The bank used HAMi's VMPO Core component to do user-space compute partitioning. The two main mechanisms are:
- Token bucket. Each task gets a compute quota. Tasks that exceed their limit queue up and wait their turn.
- User-space memory management. GPU memory allocation happens in user space, making fine-grained partitioning possible.

Partitioning can go as fine as 1 GB memory / 1% compute, and can be mixed and matched per task. That matters a lot in banking. Risk control models and customer service models tend to be small. They don't need a full card, and fine-grained partitioning lets the bank run many more of them on the same hardware.
For inference, small model training, and R&D testing, the bank also turned on card sharing so multiple tasks can share a single accelerator card. This enabled multiple workloads to share a single accelerator card and reduced idle capacity for smaller inference and testing workloads.
Network Topology: Three-Layer Abstraction and Anti-Dispersion
For distributed training, the bank designed a multi-level topology-aware scheduling algorithm that treats the physical network as three tiers:
- Level 1: Same Node. Lowest latency, highest scheduling priority.
- Level 2: Same LEAF Switch. Moderate latency, medium priority.
- Level 3: Cross LEAF Switch. Highest latency, lowest priority.
Figure 3: Three-layer network topology scheduling. Tasks are prioritized by same-node, same-LEAF, and cross-LEAF placement.
The scheduler now adds topology scores during its ranking phase, preferring to place high-communication tasks on the same node or within the same switch domain. Cross-machine scheduling dropped by 30%, which cut down a major communication bottleneck in distributed training.
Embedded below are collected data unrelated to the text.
use anyhow::Context as _;
use chrono::Utc;
use clap::{Parser, Subcommand, ValueEnum};
use contract_rag_core::testset::list_testsets;
use contract_rag_core::{
    AnswerRequest, ClearOutcome, EnrichmentMode, KnowledgeGraph, QueryDistribution, ServiceConfig,
    ServiceState, TestsetRequest,
};
use std::path::{Path, PathBuf};
use tracing::{info, warn};
use tracing_subscriber::{fmt, prelude::*, EnvFilter};

#[derive(Parser)]
#[command(name = "contract-rag", version)]
struct Cli {
    #[command(subcommand)]
    command: Command,

    /// Qdrant base URL
    #[arg(long, env = "QDRANT_URL", default_value = "http://localhost:6333")]
    qdrant_url: String,

    /// Qdrant collection
    #[arg(long, env = "COLLECTION_NAME", default_value = "contract_rag_collection")]
    collection: String,

    /// OpenAI-compatible base URL used for answers
    #[arg(long, env = "LLM_BASE_URL", default_value = "https://api.groq.com/openai/v1")]
    llm_base_url: String,

    /// Model used for answers
    #[arg(long, env = "LLM_MODEL", default_value = "llama-3.3-70b-versatile")]
    llm_model: String,

    #[arg(long, env = "GROQ_API_KEY", hide_env_values = true)]
    llm_api_key: Option<String>,

    /// Sampling temperature for answers
    #[arg(long, env = "LLM_TEMPERATURE", default_value_t = 0.0)]
    temperature: f32,

    /// Chunks retrieved per question when `--k` is not given
    #[arg(long, env = "NUM_RESULTS", default_value_t = 5)]
    num_results: usize,

    /// Upper bound of characters per chunk
    #[arg(long, env = "CHUNK_MAX_CHARS", default_value_t = 800)]
    chunk_max_chars: usize,

    /// Model used for graph enrichment and question synthesis
    #[arg(long, env = "TESTSET_MODEL")]
    testset_model: Option<String>,

    #[arg(long, env = "TESTSET_BASE_URL")]
    testset_base_url: Option<String>,

    #[arg(long, env = "TESTSET_API_KEY", hide_env_values = true)]
    testset_api_key: Option<String>,

    /// Directory for knowledge graph snapshots and testset tables
    #[arg(long, env = "TESTSET_DIR", default_value = "testsets")]
    testset_dir: PathBuf,

    /// Chunks pulled from the store for one testset run
    #[arg(long, env = "MAX_TESTSET_CHUNKS", default_value_t = 100)]
    max_testset_chunks: usize,

    /// Attempts per rate-limited enrichment or generation run
    #[arg(long, env = "MAX_RETRIES", default_value_t = 2)]
    max_retries: usize,

    /// Seconds to wait between attempts
    #[arg(long, env = "RETRY_DELAY_SECS", default_value_t = 30)]
    retry_delay_secs: u64,
}

#[derive(Subcommand)]
enum Command {
    /// Report whether the service can start.
    Status,
    /// Ingest one PDF or every PDF under a folder.
    Ingest {
        #[arg(long)]
        path: PathBuf,
    },
    /// Ask a question answered from the stored contracts.
    Query {
        #[arg(long)]
        query: String,
        /// Number of chunks to retrieve.
        #[arg(long)]
        k: Option<usize>,
        /// Restrict retrieval to one ingested file.
        #[arg(long)]
        source_file: Option<String>,
    },
    /// Show chunk and file counts of the collection.
    Stats,
    /// Delete every stored chunk.
    Clear,
    /// Build a knowledge graph from stored chunks and synthesize a testset.
    GenerateTestset {
        #[arg(long, default_value_t = 10)]
        size: usize,
        #[arg(long)]
        source_file: Option<String>,
        #[arg(long, value_enum, default_value_t = ModeArg::Fast)]
        mode: ModeArg,
        /// Synthesizer weights, e.g. `single_hop_specific=0.5,multi_hop_abstract=0.5`.
        #[arg(long)]
        distribution: Option<String>,
        /// Keep the results in memory only.
        #[arg(long, default_value_t = false)]
        no_save: bool,
    },
    /// List saved testset tables, newest first.
    Testsets,
    /// Print node and relationship counts of a saved knowledge graph.
    InspectGraph {
        #[arg(long)]
        path: PathBuf,
    },
}

#[derive(Clone, Copy, ValueEnum)]
enum ModeArg {
    None,
    Fast,
    Full,
}

impl From<ModeArg> for EnrichmentMode {
    fn from(value: ModeArg) -> Self {
        match value {
            ModeArg::None => EnrichmentMode::None,
            ModeArg::Fast => EnrichmentMode::Fast,
            ModeArg::Full => EnrichmentMode::Full,
        }
    }
}

impl Cli {
    fn service_config(&self) -> ServiceConfig {
        ServiceConfig {
            qdrant_url: self.qdrant_url.clone(),
            collection_name: self.collection.clone(),
            llm_base_url: self.llm_base_url.clone(),
            llm_model: self.llm_model.clone(),
            llm_api_key: self.llm_api_key.clone(),
            temperature: self.temperature,
            num_results: self.num_results,
            chunk_max_chars: self.chunk_max_chars,
            max_testset_chunks: self.max_testset_chunks,
            testset_model: self.testset_model.clone(),
            testset_base_url: self.testset_base_url.clone(),
            testset_api_key: self.testset_api_key.clone(),
            testset_dir: self.testset_dir.clone(),
            max_retries: self.max_retries,
            retry_delay_secs: self.retry_delay_secs,
            ..ServiceConfig::default()
        }
    }
}

#[tokio::main]
async fn main() -> anyhow::Result<()> {
    dotenvy::dotenv().ok();

    tracing_subscriber::registry()
        .with(EnvFilter::from_default_env())
        .with(fmt::layer())
        .init();

    let cli = Cli::parse();
    info!(
        version = env!("CARGO_PKG_VERSION"),
        started_at = %Utc::now().to_rfc3339(),
        "contract-rag boot"
    );

    let config = cli.service_config();
    match cli.command {
        Command::Testsets => print!("{}", testsets_listing(&cli.testset_dir)?),
        Command::InspectGraph { path } => println!("{}", graph_summary(&path)?),
        command => run_service(config, &cli.collection, command).await?,
    }

    Ok(())
}

/// Commands that read or write the collection or call a model.
async fn run_service(config: ServiceConfig, collection: &str, command: Command) -> anyhow::Result<()> {
    let state = ServiceState::start(config).await;

    match command {
        Command::Status => {
            let status = state.status(collection);
            println!("{}", serde_json::to_string_pretty(&status)?);
        }
        Command::Ingest { path } => {
            let context = state.context()?;
            if path.is_dir() {
                let report = context.ingest_folder(&path).await;
                for skipped in &report.skipped_files {
                    warn!(path = %skipped.path.display(), reason = %skipped.reason, "skipped pdf");
                }
                for ingested in &report.ingested {
                    println!(
                        "{}: {} chunks ({} characters)",
                        ingested.filename, ingested.chunks_created, ingested.text_length
                    );
                }
                println!(
                    "{} files ingested, {} skipped, {} chunks created",
                    report.ingested.len(),
                    report.skipped_files.len(),
                    report.chunks_created()
                );
            } else {
                let report = context.ingest_path(&path).await?;
                println!("{}", serde_json::to_string_pretty(&report)?);
            }
        }
        Command::Query {
            query,
            k,
            source_file,
        } => {
            let context = state.context()?;
            let request = AnswerRequest {
                query,
                k: k.unwrap_or(context.config().num_results),
                source_file,
            };
            let result = context.answer(&request).await?;

            println!("{}\n", result.answer);
            for source in &result.sources {
                println!(
                    "[{}] similarity={:.4} {} chunk {}/{}",
                    source.rank,
                    source.similarity_score,
                    source.source_file,
                    source.chunk_id,
                    source.total_chunks
                );
            }
        }
        Command::Stats => {
            let stats = state.context()?.stats().await?;
            println!("{}", serde_json::to_string_pretty(&stats)?);
        }
        Command::Clear => match state.context()?.clear().await? {
            ClearOutcome::Cleared => println!("collection cleared"),
            ClearOutcome::AlreadyEmpty => println!("collection already empty"),
        },
        Command::GenerateTestset {
            size,
            source_file,
            mode,
            distribution,
            no_save,
        } => {
            let context = state.context()?;
            let distribution = distribution
                .as_deref()
                .map(QueryDistribution::parse)
                .transpose()?;
            let request = TestsetRequest {
                size,
                source_file,
                save_to_disk: !no_save,
                mode: mode.into(),
                distribution,
            };

            let outcome = context.generate_testset(&request).await?;
            if let Some(reason) = &outcome.metadata.degradation_reason {
                warn!(%reason, "knowledge graph was not enriched");
            }
            for row in &outcome.rows {
                println!("[{}] {}", row.synthesizer_name, row.user_input);
            }
            println!("{}", serde_json::to_string_pretty(&outcome.metadata)?);
        }
        Command::Testsets | Command::InspectGraph { .. } => {
            anyhow::bail!("command runs without the service")
        }
    }

    Ok(())
}

/// Saved testset tables, newest first. Needs only the output directory.
fn testsets_listing(dir: &Path) -> anyhow::Result<String> {
    let artifacts = list_testsets(dir)?;
    if artifacts.is_empty() {
        return Ok(format!("no testsets in {}\n", dir.display()));
    }

    let mut listing = String::new();
    for artifact in artifacts {
        listing.push_str(&format!(
            "{}  {} bytes  {}\n",
            artifact.filename,
            artifact.size,
            artifact.modified.to_rfc3339()
        ));
    }
    Ok(listing)
}

fn graph_summary(path: &Path) -> anyhow::Result<String> {
    let graph = KnowledgeGraph::load(path)
        .with_context(|| format!("failed to load {}", path.display()))?;
    Ok(format!(
        "nodes={} relationships={}",
        graph.nodes.len(),
        graph.relationships.len()
    ))
}

#[cfg(test)]
mod tests {
    use super::*;
    use contract_rag_core::{Chunk, ChunkType};
    use std::fs;
    use tempfile::tempdir;

    #[test]
    fn graph_summary_reads_a_snapshot_without_a_service() -> Result<(), Box<dyn std::error::Error>> {
        let dir = tempdir()?;
        let path = dir.path().join("knowledge_graph_20250101_120000.json");
        let chunk = Chunk {
            content: "The Supplier shall deliver within ten days.".to_string(),
            source_file: "msa.pdf".to_string(),
            chunk_id: 1,
            total_chunks: 1,
            chunk_type: ChunkType::TitleBased,
        };
        KnowledgeGraph::from_chunks(&[chunk]).save(&path)?;

        assert_eq!(graph_summary(&path)?, "nodes=1 relationships=0");
        assert!(graph_summary(&dir.path().join("missing.json")).is_err());
        Ok(())
    }

    #[test]
    fn testsets_listing_reads_the_directory_only() -> Result<(), Box<dyn std::error::Error>> {
        let dir = tempdir()?;
        assert!(testsets_listing(dir.path())?.starts_with("no testsets in"));

        fs::write(dir.path().join("testset_20250101_120000.csv"), "user_input\n")?;
        fs::write(dir.path().join("notes.txt"), "ignored")?;
        let listing = testsets_listing(dir.path())?;
        assert!(listing.contains("testset_20250101_120000.csv"));
        assert!(!listing.contains("notes.txt"));
        Ok(())
    }

    #[test]
    fn local_commands_parse_without_service_settings() -> Result<(), Box<dyn std::error::Error>> {
        let cli = Cli::try_parse_from(["contract-rag", "inspect-graph", "--path", "graph.json"])?;
        assert!(matches!(cli.command, Command::InspectGraph { .. }));
        let cli = Cli::try_parse_from(["contract-rag", "testsets"])?;
        assert!(matches!(cli.command, Command::Testsets));
        Ok(())
    }
}
//! Copying collections: nursery → aging, aging → aging (semispace
//! flip), and wholesale promotion into tenured space.
//!
//! Each collection is a [`SlotVisitor`] traversal with a copier fixup.
//! The copiers keep raw pointers into the VM's spaces for the duration
//! of one cycle; no mutator runs while a collection owns the VM.
//!
//! When a copy target is full the copiers promote the object directly
//! to tenured space instead of unwinding and retrying: there is no
//! cheap non-local exit on the platforms this runtime targets, so the
//! driver pre-escalates (see `gc::Vm::gc`) and the copiers degrade
//! gracefully.  Objects promoted this way are pushed on the mark stack
//! so their slots still get scanned, and their cards are dirtied
//! because their slots may still point at young objects.

use crate::gc::bump::BumpAllocator;
use crate::gc::cards::{CardFlags, CardTable, CARD_MARK_MASK};
use crate::gc::data_heap::{AgingSpace, TenuredSpace};
use crate::gc::slot_visitor::{Fixup, ScanGen, SlotVisitor};
use crate::objects::header::{resolve_forwarding, Header, Object};
use crate::objects::kinds::object_size;
use crate::vm::Vm;

/// Copy `obj` (of `size` bytes) to `dest` and leave a forwarding
/// pointer behind.
///
/// # Safety
/// `dest` must be a fresh allocation of at least `size` bytes; `obj`
/// must be a live object of exactly `size` bytes.
unsafe fn copy_and_forward(obj: *mut Object, dest: *mut Object, size: usize) -> *mut Object {
    std::ptr::copy_nonoverlapping(obj as *const u8, dest as *mut u8, size);
    (*obj).header = Header::forwarding(dest as usize);
    dest
}

// ── Nursery collection ────────────────────────────────────────────────

struct NurseryCopier {
    nursery: *mut BumpAllocator,
    aging: *mut AgingSpace,
    tenured: *mut TenuredSpace,
    cards: *mut CardTable,
    mark_stack: *mut Vec<usize>,
    vm: *const Vm,
}

impl Fixup for NurseryCopier {
    unsafe fn fixup_object(&mut self, obj: *mut Object) -> *mut Object {
        if !(*self.nursery).contains(obj) {
            return obj;
        }
        let obj = resolve_forwarding(obj);
        if !(*self.nursery).contains(obj) {
            return obj;
        }
        let size = object_size(obj);
        match (*self.aging).allot(size) {
            Some(dest) => copy_and_forward(obj, dest, size),
            None => {
                // Aging full mid-copy: promote straight to tenured.
                match (*self.tenured).allot(size) {
                    Some(dest) => {
                        (*self.cards).mark_range(dest as usize, size);
                        (*self.mark_stack).push(dest as usize);
                        copy_and_forward(obj, dest, size)
                    }
                    None => (*self.vm)
                        .fatal_error("out of aging and tenured space in nursery collection", size),
                }
            }
        }
    }
}

/// Copy nursery-live objects into aging space.
///
/// Roots: the full root scan, dirty "points to nursery" cards in
/// tenured and aging space, and the code-heap nursery remembered set.
pub fn collect_nursery(vm: &mut Vm) -> (u64, u64) {
    let scan = vm.data.aging.allocator.here;
    let vm_ptr: *const Vm = vm;
    let fixup = NurseryCopier {
        nursery: &raw mut vm.data.nursery,
        aging: &raw mut vm.data.aging,
        tenured: &raw mut vm.data.tenured,
        cards: &raw mut vm.data.cards,
        mark_stack: &raw mut vm.mark_stack,
        vm: vm_ptr,
    };
    let mut visitor = SlotVisitor::new(vm, fixup);
    // SAFETY: the collection owns the VM; the copier's space pointers
    // stay valid for the whole cycle.
    unsafe {
        visitor.visit_all_roots();
        visitor.visit_cards(
            ScanGen::Tenured,
            CardFlags::POINTS_TO_NURSERY.bits(),
            CardFlags::POINTS_TO_NURSERY.bits(),
        );
        visitor.visit_cards(ScanGen::Aging, CardFlags::POINTS_TO_NURSERY.bits(), 0xff);
        visitor.cheneys_algorithm(scan);
    }
    let scanned = (visitor.cards_scanned, visitor.decks_scanned);
    drop(visitor);

    vm.data.reset_nursery();
    vm.code.points_to_nursery.clear();
    scanned
}

// ── Promotion copier (aging phase 1, to-tenured) ──────────────────────

/// Promotes every non-tenured object it sees into tenured space.
struct TenuredPromoter {
    tenured: *mut TenuredSpace,
    cards: *mut CardTable,
    mark_stack: *mut Vec<usize>,
    vm: *const Vm,
}

impl Fixup for TenuredPromoter {
    unsafe fn fixup_object(&mut self, obj: *mut Object) -> *mut Object {
        if (*self.tenured).contains(obj) {
            return obj;
        }
        let obj = resolve_forwarding(obj);
        if (*self.tenured).contains(obj) {
            return obj;
        }
        let size = object_size(obj);
        match (*self.tenured).allot(size) {
            Some(dest) => {
                (*self.cards).mark_range(dest as usize, size);
                (*self.mark_stack).push(dest as usize);
                copy_and_forward(obj, dest, size)
            }
            None => (*self.vm).fatal_error("out of tenured space during promotion", size),
        }
    }
}

fn tenured_promoter(vm: &mut Vm) -> TenuredPromoter {
    let vm_ptr: *const Vm = vm;
    TenuredPromoter {
        tenured: &raw mut vm.data.tenured,
        cards: &raw mut vm.data.cards,
        mark_stack: &raw mut vm.mark_stack,
        vm: vm_ptr,
    }
}

// ── Aging collection ──────────────────────────────────────────────────

struct ToAgingCopier {
    aging: *mut AgingSpace,
    tenured: *mut TenuredSpace,
    cards: *mut CardTable,
    mark_stack: *mut Vec<usize>,
    vm: *const Vm,
}

impl Fixup for ToAgingCopier {
    unsafe fn fixup_object(&mut self, obj: *mut Object) -> *mut Object {
        if (*self.aging).contains(obj) || (*self.tenured).contains(obj) {
            return obj;
        }
        let obj = resolve_forwarding(obj);
        if (*self.aging).contains(obj) || (*self.tenured).contains(obj) {
            return obj;
        }
        let size = object_size(obj);
        match (*self.aging).allot(size) {
            Some(dest) => copy_and_forward(obj, dest, size),
            None => {
                // The fresh semispace cannot fit everything: promote the
                // overflow directly to tenured.
                match (*self.tenured).allot(size) {
                    Some(dest) => {
                        (*self.cards).mark_range(dest as usize, size);
                        (*self.mark_stack).push(dest as usize);
                        copy_and_forward(obj, dest, size)
                    }
                    None => (*self.vm)
                        .fatal_error("out of aging and tenured space in aging collection", size),
                }
            }
        }
    }
}

/// Flip the aging semispaces and evacuate the old semispace plus the
/// nursery into the fresh one.
///
/// Phase 1 promotes everything reachable from tenured space ("points
/// to aging" cards) into tenured, transitively, so those objects are
/// not copied back and forth between semispaces.  Phase 2 flips and
/// evacuates what the roots still reach.
pub fn collect_aging(vm: &mut Vm) -> (u64, u64) {
    let mut scanned = (0u64, 0u64);
    {
        let fixup = tenured_promoter(vm);
        let mut visitor = SlotVisitor::new(vm, fixup);
        // SAFETY: the collection owns the VM.
        unsafe {
            visitor.visit_cards(ScanGen::Tenured, CardFlags::POINTS_TO_AGING.bits(), 0xff);
            visitor.visit_mark_stack();
        }
        scanned.0 += visitor.cards_scanned;
        scanned.1 += visitor.decks_scanned;
    }
    {
        vm.data.swap_aging_semispaces();
        vm.data.reset_aging();

        let scan = vm.data.aging.allocator.here;
        let vm_ptr: *const Vm = vm;
        let fixup = ToAgingCopier {
            aging: &raw mut vm.data.aging,
            tenured: &raw mut vm.data.tenured,
            cards: &raw mut vm.data.cards,
            mark_stack: &raw mut vm.mark_stack,
            vm: vm_ptr,
        };
        let mut visitor = SlotVisitor::new(vm, fixup);
        // SAFETY: the collection owns the VM.
        unsafe {
            visitor.visit_all_roots();
            visitor.cheneys_algorithm(scan);
        }
        scanned.0 += visitor.cards_scanned;
        scanned.1 += visitor.decks_scanned;
    }
    vm.data.reset_nursery();
    vm.data.clear_young_cards();
    vm.code.clear_remembered_set();
    scanned
}

// ── Wholesale promotion ───────────────────────────────────────────────

/// Promote the entire aging and nursery live sets into tenured space.
/// Used when an aging collection could not fit its survivors.
pub fn collect_to_tenured(vm: &mut Vm) -> (u64, u64) {
    let fixup = tenured_promoter(vm);
    let mut visitor = SlotVisitor::new(vm, fixup);
    // SAFETY: the collection owns the VM.
    unsafe {
        visitor.visit_cards(ScanGen::Tenured, CARD_MARK_MASK, 0xff);
        visitor.visit_all_roots();
        visitor.visit_mark_stack();
    }
    let scanned = (visitor.cards_scanned, visitor.decks_scanned);
    drop(visitor);

    vm.data.reset_nursery();
    vm.data.reset_aging();
    vm.data.clear_young_cards();
    vm.code.clear_remembered_set();
    scanned
}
The bank also noticed that the scheduler would sometimes scatter pods from the same job across different nodes. To fix this, it introduced a controller UID-based deterministic hashing mechanism that keeps pods from the same batch grouped together on the same node.
Key Results
Here's what the bank got out of these changes:
| Metric | Result |
|---|---|
| Hardware pool utilization | 100% |
| Cross-machine scheduling probability | Down 30% |
| Finest partitioning granularity | 1 GB memory / 1% compute |
| Platform architecture | Unified heterogeneous AI compute scheduling |
These changes let the bank handle growing AI workloads without constantly buying more hardware.
Through HAMi, we built a unified heterogeneous AI compute scheduling platform on Kubernetes, achieving significant improvements in resource utilization, training efficiency, and platform stability.
Why This Matters
China Merchants Bank's story shows that the real competitive edge in AI infrastructure isn't buying more hardware. It's using software to get more value out of the hardware you already have.
For the cloud-native world, this is a meaningful step for Kubernetes. It's no longer just orchestrating containers. It's becoming the control plane for enterprise AI infrastructure.
Open-source projects like HAMi give enterprises heterogeneous scheduling, sharing, and orchestration on top of Kubernetes, making it possible to build AI platforms faster without reinventing the wheel.
Looking Ahead
The bank plans to continue evolving its AI compute platform. Key priorities include further optimizing the Ascend hami-vnpu-core software partitioning mechanism to reduce performance variability in multi-workload environments, and building comprehensive monitoring capabilities for virtualized NPUs to provide real-time visibility into memory and compute utilization. China Merchants Bank also plans to remain an active contributor to the HAMi open-source community, sharing operational experience and helping advance heterogeneous AI infrastructure technologies.
Summary
China Merchants Bank's experience demonstrates how Kubernetes and HAMi can provide a unified foundation for managing heterogeneous AI infrastructure at enterprise scale. By improving resource utilization, optimizing workload placement, and enabling fine-grained resource sharing, the bank has built a more efficient and scalable platform to support growing AI initiatives across the organization.
This article is adapted from the CNCF Case Study on China Merchants Bank, published by the Cloud Native Computing Foundation.